Monsieur Nourradin was standing upright now – insofar as he was able – the glass raised high above his head. From this he began to pour the hot water into another tumbler which he held at waist height. With all the ceremony of the performers at the
Cure Sal
é
e
, whom I had watched with interest on television, he carried out this procedure several times, transferring the hot liquid from one vessel to the other in great precise arcs; his aim true every time. When he was satisfied that the liquid had cooled sufficiently, he slammed the empty glass on to the table, spooned in a measure of Nescafé, some thick, syrupy milk from a little red tin can, added the water and then stirred the mixture vigorously.


Voila
!’ he said, placing the steaming coffee in front of Moussa. He gave a little bow and then turned his attention to the needs of some new customers.

As Moussa picked up the glass, his sleeve brushed across the cell phone on the table.
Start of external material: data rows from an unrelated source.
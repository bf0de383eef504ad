//! Core types for nzb-dl

use serde::{Deserialize, Serialize};

/// Unique identifier for an archive (one NZB download job)
#[derive(Clone, Copy, Debug, PartialEq, Eq, PartialOrd, Ord, Hash, Serialize, Deserialize)]
#[serde(transparent)]
pub struct ArchiveId(pub u64);

impl ArchiveId {
    /// Create a new ArchiveId
    pub fn new(id: u64) -> Self {
        Self(id)
    }

    /// Get the inner u64 value
    pub fn get(&self) -> u64 {
        self.0
    }
}

impl From<u64> for ArchiveId {
    fn from(id: u64) -> Self {
        Self(id)
    }
}

impl From<ArchiveId> for u64 {
    fn from(id: ArchiveId) -> Self {
        id.0
    }
}

impl std::fmt::Display for ArchiveId {
    fn fmt(&self, f: &mut std::fmt::Formatter<'_>) -> std::fmt::Result {
        write!(f, "{}", self.0)
    }
}

impl std::str::FromStr for ArchiveId {
    type Err = std::num::ParseIntError;

    fn from_str(s: &str) -> Result<Self, Self::Err> {
        Ok(Self(s.parse()?))
    }
}

/// Index of a server pool within the configured server list.
///
/// Used as a bit position in per-segment failed-pool masks, which caps the
/// number of pools at 32.
#[derive(Clone, Copy, Debug, PartialEq, Eq, Hash, Serialize, Deserialize)]
#[serde(transparent)]
pub struct PoolId(pub usize);

impl PoolId {
    /// Bit for this pool in a failed-pools mask
    pub fn bit(&self) -> u32 {
        1 << self.0
    }
}

impl std::fmt::Display for PoolId {
    fn fmt(&self, f: &mut std::fmt::Formatter<'_>) -> std::fmt::Result {
        write!(f, "{}", self.0)
    }
}

/// Identifies one segment within an archive: file index plus 1-based segment number
#[derive(Clone, Copy, Debug, PartialEq, Eq, Hash, Serialize, Deserialize)]
pub struct SegmentKey {
    /// Index of the file within the archive's file list
    pub file: usize,
    /// 1-based segment number (defines assembly order)
    pub number: u32,
}

impl std::fmt::Display for SegmentKey {
    fn fmt(&self, f: &mut std::fmt::Formatter<'_>) -> std::fmt::Result {
        write!(f, "file {} segment {}", self.file, self.number)
    }
}

/// Archive lifecycle state
#[derive(Clone, Copy, Debug, PartialEq, Eq, Serialize, Deserialize)]
#[serde(rename_all = "lowercase")]
pub enum ArchiveState {
    /// Parsed and queued, no connection has started on it yet
    Idle,
    /// Connections are actively fetching segments
    Downloading,
    /// Paused by the operator or by a disk-full condition
    Paused,
    /// All files assembled
    Finished,
    /// Canceled by the operator or fatally failed
    Canceled,
}

impl ArchiveState {
    /// Whether the archive can make no further progress
    pub fn is_terminal(&self) -> bool {
        matches!(self, ArchiveState::Finished | ArchiveState::Canceled)
    }
}

impl std::fmt::Display for ArchiveState {
    fn fmt(&self, f: &mut std::fmt::Formatter<'_>) -> std::fmt::Result {
        let s = match self {
            ArchiveState::Idle => "idle",
            ArchiveState::Downloading => "downloading",
            ArchiveState::Paused => "paused",
            ArchiveState::Finished => "finished",
            ArchiveState::Canceled => "canceled",
        };
        write!(f, "{s}")
    }
}

/// Event emitted during the download lifecycle
#[derive(Clone, Debug, Serialize, Deserialize)]
#[serde(tag = "type", rename_all = "snake_case")]
pub enum Event {
    /// Archive parsed and added to the queue
    ArchiveQueued {
        /// Archive ID
        id: ArchiveId,
        /// Archive name
        name: String,
        /// Total declared bytes across all segments
        total_bytes: u64,
    },

    /// Download progress update for one file of an archive
    SegmentProgress {
        /// Archive ID
        id: ArchiveId,
        /// File index within the archive
        file: usize,
        /// The name segment files are currently written under
        filename: String,
        /// File progress percentage (0.0 to 100.0)
        percent: f32,
        /// Archive-level progress percentage (0.0 to 100.0)
        archive_percent: f32,
        /// Current aggregate read speed in bytes per second
        speed_bps: u64,
    },

    /// A file's segments were all decoded and the file was assembled
    FileAssembled {
        /// Archive ID
        id: ArchiveId,
        /// Resolved filename
        filename: String,
        /// Final on-disk path
        path: std::path::PathBuf,
    },

    /// A segment is permanently unobtainable; a zero-byte placeholder was written
    SegmentMissing {
        /// Archive ID
        id: ArchiveId,
        /// Which segment
        key: SegmentKey,
        /// Article message-id
        message_id: String,
    },

    /// Archive paused
    ArchivePaused {
        /// Archive ID
        id: ArchiveId,
    },

    /// Archive resumed
    ArchiveResumed {
        /// Archive ID
        id: ArchiveId,
    },

    /// Archive canceled
    ArchiveCanceled {
        /// Archive ID
        id: ArchiveId,
    },

    /// All files of the archive are assembled; ready for post-processing hand-off
    ArchiveFinished {
        /// Archive ID
        id: ArchiveId,
        /// Archive name
        name: String,
        /// Destination directory holding the assembled files
        dest_dir: std::path::PathBuf,
    },

    /// Archive fatally failed (e.g. a segment had no viable group on any pool)
    ArchiveFailed {
        /// Archive ID
        id: ArchiveId,
        /// Error message
        error: String,
    },

    /// Disk filled up during a segment or assembly write; downloading paused globally
    DiskFull {
        /// Archive that was being written when the condition hit
        id: ArchiveId,
        /// Path whose filesystem is full
        path: std::path::PathBuf,
    },

    /// Graceful shutdown initiated
    Shutdown,
}

/// Snapshot of one archive's progress, returned by `status()`
#[derive(Clone, Debug, Serialize, Deserialize)]
pub struct ArchiveStatus {
    /// Archive ID
    pub id: ArchiveId,

    /// Archive name
    pub name: String,

    /// Current state
    pub state: ArchiveState,

    /// Total declared bytes
    pub total_bytes: u64,

    /// Bytes read off the wire so far
    pub read_bytes: u64,

    /// Bytes belonging to skipped (dequeued) segments
    pub skipped_bytes: u64,

    /// Progress percentage (0.0 to 100.0)
    pub percent: f32,

    /// Per-file progress. Empty for terminal archives, whose per-file
    /// bookkeeping has been released.
    pub files: Vec<FileStatus>,
}

/// Progress of one file within an archive
#[derive(Clone, Debug, Serialize, Deserialize)]
pub struct FileStatus {
    /// File index within the archive
    pub file: usize,

    /// The name segment files are currently written under
    pub filename: String,

    /// Sum of the file's declared segment sizes
    pub total_bytes: u64,

    /// Bytes read off the wire for this file
    pub read_bytes: u64,

    /// Declared bytes of the file's skipped (dequeued) segments
    pub skipped_bytes: u64,

    /// File progress percentage (0.0 to 100.0)
    pub percent: f32,
}

/// Snapshot of one connection pool, returned by `status()`
#[derive(Clone, Debug, Serialize, Deserialize)]
pub struct PoolStatus {
    /// Server profile name
    pub name: String,

    /// Connections currently fetching a segment
    pub active_connections: usize,

    /// Connections with an established, authenticated session
    pub connected: usize,
}

/// Aggregate status summary
#[derive(Clone, Debug, Serialize, Deserialize)]
pub struct StatusSnapshot {
    /// Per-archive progress
    pub archives: Vec<ArchiveStatus>,

    /// Per-pool connection statistics
    pub pools: Vec<PoolStatus>,

    /// Aggregate read speed across all connections (bytes per second)
    pub speed_bps: u64,

    /// Bytes still represented in the segment queue
    pub queued_bytes: u64,

    /// Whether downloading is globally paused
    pub paused: bool,
}

// unwrap/expect are acceptable in tests for concise failure-on-error assertions
#[allow(clippy::unwrap_used, clippy::expect_used)]
#[cfg(test)]
mod tests {
    use super::*;
    use std::str::FromStr;

    #[test]
    fn archive_id_from_u64_and_back() {
        let id = ArchiveId::from(42_u64);
        let raw: u64 = id.into();
        assert_eq!(raw, 42, "round-trip through From/Into must preserve value");
    }

    #[test]
    fn archive_id_from_str_parses_valid_integer() {
        let id = ArchiveId::from_str("123").unwrap();
        assert_eq!(id.get(), 123);
    }

    #[test]
    fn archive_id_from_str_rejects_non_numeric() {
        assert!(ArchiveId::from_str("abc").is_err());
        assert!(ArchiveId::from_str("").is_err());
        assert!(
            ArchiveId::from_str("-1").is_err(),
            "ArchiveId wraps u64 and must reject negatives"
        );
    }

    #[test]
    fn archive_id_display_matches_inner_value() {
        assert_eq!(ArchiveId::new(999).to_string(), "999");
    }

    #[test]
    fn pool_id_bit_positions() {
        assert_eq!(PoolId(0).bit(), 0b0001);
        assert_eq!(PoolId(1).bit(), 0b0010);
        assert_eq!(PoolId(3).bit(), 0b1000);
        assert_eq!(
            PoolId(31).bit(),
            1 << 31,
            "pool 31 is the highest representable pool"
        );
    }

    #[test]
    fn archive_state_terminal_classification() {
        assert!(ArchiveState::Finished.is_terminal());
        assert!(ArchiveState::Canceled.is_terminal());
        assert!(!ArchiveState::Idle.is_terminal());
        assert!(!ArchiveState::Downloading.is_terminal());
        assert!(!ArchiveState::Paused.is_terminal());
    }

    #[test]
    fn archive_state_display_is_lowercase() {
        assert_eq!(ArchiveState::Downloading.to_string(), "downloading");
        assert_eq!(ArchiveState::Paused.to_string(), "paused");
    }

    #[test]
    fn event_serializes_with_snake_case_tag() {
        let event = Event::ArchivePaused {
            id: ArchiveId::new(7),
        };
        let json = serde_json::to_string(&event).unwrap();
        assert!(
            json.contains(r#""type":"archive_paused""#),
            "tagged serde representation should use snake_case type names, got: {json}"
        );
    }

    #[test]
    fn segment_key_display_names_file_and_number() {
        let key = SegmentKey { file: 2, number: 14 };
        assert_eq!(key.to_string(), "file 2 segment 14");
    }
}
It wobbled gently for a moment and then lay still and silent, as before. I watched him sip at his Nescafe. I watched him suck at his cigarette. I watched Mousieur Nourradin preparing mint tea for the two fellows who were seated at the other end of the battered table. Beyond the French
supermarché
I could just make out a rickety row of tailors’ shops, their proprietors seated outside, feet frantically pedalling their ancient Singers. I was minded again of my mother, and her dream of owning a sewing machine.

I kicked my feet out of my plastic sandals and gouged my toes into the warm, gritty sand. I drummed a djembe rhythm on the tabletop. I considered the phone as it wobbled again. I sighed. I fidgeted. Suddenly, before I could stop myself, the words were out of my mouth. ‘Perhaps you ought to call my brother again?’

‘I can’t!’ Moussa snapped loudly, as if he had been waiting for me to make the mistake of uttering these words.

Monsieur Nourradin and his customers turned their heads towards us before resuming their conversation.

I bowed my head and worked my fingers into the folds of my
pagne
.

‘I can’t!’ Moussa leaned towards me and hissed again, his words agitated, still, but his voice more controlled. ‘Do you hear me, child? Look at me when I’m talking to you!’I raised my head to meet his cold gaze.

‘I have no time left on my phone,’ he said.

I was not sure what this statement meant exactly, but I knew not to ask about the cell phone again.

He drained the dregs of his Nescafe and belched loudly.

The attentive Monsieur Nourradin was by his side in a moment. ‘Another, Monsieur?’ he said, gesturing towards the table. It was only then that I noticed the mangled fingers of his left hand. I tried hard not to stare at the buckled claw and the stumpy, nail-less fingers, but by the time I had forced my gaze towards my feet he had noticed and now let out a loud, bellowing laugh.